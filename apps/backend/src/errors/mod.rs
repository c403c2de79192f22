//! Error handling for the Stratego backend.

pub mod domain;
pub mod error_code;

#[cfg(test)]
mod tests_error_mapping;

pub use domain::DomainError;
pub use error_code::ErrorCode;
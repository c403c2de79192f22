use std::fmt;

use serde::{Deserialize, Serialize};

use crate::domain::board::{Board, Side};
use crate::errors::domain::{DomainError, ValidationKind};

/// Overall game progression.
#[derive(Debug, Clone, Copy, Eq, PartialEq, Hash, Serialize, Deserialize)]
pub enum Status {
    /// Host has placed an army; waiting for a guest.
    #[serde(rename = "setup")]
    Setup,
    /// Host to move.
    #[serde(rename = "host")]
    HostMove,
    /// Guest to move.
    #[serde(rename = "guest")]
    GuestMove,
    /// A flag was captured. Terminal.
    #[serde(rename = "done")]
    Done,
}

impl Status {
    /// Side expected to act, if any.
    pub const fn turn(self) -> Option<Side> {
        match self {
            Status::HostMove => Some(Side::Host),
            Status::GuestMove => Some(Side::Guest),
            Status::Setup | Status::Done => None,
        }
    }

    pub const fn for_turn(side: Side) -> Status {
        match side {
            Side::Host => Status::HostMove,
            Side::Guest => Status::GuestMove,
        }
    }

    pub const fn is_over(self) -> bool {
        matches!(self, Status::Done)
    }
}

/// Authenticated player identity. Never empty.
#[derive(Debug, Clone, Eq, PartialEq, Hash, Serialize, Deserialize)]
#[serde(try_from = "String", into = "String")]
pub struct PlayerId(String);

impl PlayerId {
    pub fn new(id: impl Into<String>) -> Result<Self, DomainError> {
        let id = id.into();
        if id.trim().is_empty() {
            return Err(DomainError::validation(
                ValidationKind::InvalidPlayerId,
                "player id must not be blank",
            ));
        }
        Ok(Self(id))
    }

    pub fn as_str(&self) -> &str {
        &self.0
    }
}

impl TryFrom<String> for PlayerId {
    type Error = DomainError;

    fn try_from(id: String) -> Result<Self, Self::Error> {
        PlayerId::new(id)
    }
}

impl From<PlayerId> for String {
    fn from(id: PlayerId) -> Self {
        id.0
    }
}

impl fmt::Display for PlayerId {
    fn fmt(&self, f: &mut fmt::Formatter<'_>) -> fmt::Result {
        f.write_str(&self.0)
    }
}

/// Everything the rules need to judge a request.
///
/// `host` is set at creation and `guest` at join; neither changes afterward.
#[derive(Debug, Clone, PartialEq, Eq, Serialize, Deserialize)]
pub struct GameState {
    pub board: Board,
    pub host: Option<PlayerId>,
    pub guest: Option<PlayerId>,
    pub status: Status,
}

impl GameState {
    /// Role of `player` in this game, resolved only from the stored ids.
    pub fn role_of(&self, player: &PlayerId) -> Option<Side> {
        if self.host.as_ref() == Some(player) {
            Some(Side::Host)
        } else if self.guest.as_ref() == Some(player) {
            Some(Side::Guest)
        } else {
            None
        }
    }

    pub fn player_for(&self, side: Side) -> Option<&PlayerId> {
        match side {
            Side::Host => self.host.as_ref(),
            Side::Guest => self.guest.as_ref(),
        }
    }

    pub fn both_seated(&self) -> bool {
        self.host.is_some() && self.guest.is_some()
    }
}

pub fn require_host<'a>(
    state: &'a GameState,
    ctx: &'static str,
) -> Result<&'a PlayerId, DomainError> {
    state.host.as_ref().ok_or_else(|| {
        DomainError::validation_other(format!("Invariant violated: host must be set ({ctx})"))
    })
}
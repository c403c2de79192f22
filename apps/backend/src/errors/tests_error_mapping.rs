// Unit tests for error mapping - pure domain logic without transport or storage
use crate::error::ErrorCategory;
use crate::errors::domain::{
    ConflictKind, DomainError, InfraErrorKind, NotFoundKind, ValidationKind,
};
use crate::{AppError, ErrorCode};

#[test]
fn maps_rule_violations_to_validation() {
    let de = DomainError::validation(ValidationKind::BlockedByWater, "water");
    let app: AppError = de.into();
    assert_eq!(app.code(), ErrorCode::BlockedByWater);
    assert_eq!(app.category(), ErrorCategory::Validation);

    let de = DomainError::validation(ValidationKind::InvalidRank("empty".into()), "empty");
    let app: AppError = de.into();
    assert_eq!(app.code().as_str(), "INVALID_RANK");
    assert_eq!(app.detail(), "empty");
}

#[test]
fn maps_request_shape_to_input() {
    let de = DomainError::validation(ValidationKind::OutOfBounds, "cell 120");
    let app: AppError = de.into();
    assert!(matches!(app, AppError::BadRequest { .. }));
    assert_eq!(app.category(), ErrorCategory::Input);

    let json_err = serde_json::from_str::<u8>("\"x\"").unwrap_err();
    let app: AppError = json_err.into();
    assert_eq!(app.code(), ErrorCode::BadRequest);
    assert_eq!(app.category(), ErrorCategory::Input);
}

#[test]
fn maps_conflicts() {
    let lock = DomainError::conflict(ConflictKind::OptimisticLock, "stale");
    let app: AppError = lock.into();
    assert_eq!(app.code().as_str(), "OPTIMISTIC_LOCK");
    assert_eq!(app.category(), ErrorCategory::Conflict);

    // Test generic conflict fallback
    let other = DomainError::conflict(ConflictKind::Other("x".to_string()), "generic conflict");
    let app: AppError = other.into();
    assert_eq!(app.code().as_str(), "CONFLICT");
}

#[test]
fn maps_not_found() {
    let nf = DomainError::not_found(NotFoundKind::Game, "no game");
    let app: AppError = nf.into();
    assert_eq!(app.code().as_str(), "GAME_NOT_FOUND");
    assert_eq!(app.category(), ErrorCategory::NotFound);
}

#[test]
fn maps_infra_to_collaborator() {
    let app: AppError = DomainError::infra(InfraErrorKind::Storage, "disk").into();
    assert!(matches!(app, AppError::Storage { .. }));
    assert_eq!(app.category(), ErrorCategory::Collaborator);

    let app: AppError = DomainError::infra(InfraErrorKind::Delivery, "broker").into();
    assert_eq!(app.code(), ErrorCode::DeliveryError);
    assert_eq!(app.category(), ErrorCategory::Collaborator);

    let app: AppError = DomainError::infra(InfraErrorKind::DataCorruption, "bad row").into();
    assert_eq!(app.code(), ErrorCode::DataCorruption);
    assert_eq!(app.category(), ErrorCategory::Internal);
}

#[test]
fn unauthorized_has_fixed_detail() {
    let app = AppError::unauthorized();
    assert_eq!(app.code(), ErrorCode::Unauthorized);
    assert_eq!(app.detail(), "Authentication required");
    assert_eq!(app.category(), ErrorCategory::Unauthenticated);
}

* **Action item**: Could you show every line of the listing that holds the string "ErrorCode"?

* **Reply to the exercise**:
pub use error_code::ErrorCode;
use crate::{AppError, ErrorCode};
    assert_eq!(app.code(), ErrorCode::BlockedByWater);
    assert_eq!(app.code(), ErrorCode::BadRequest);
    assert_eq!(app.code(), ErrorCode::DeliveryError);
    assert_eq!(app.code(), ErrorCode::DataCorruption);
    assert_eq!(app.code(), ErrorCode::Unauthorized);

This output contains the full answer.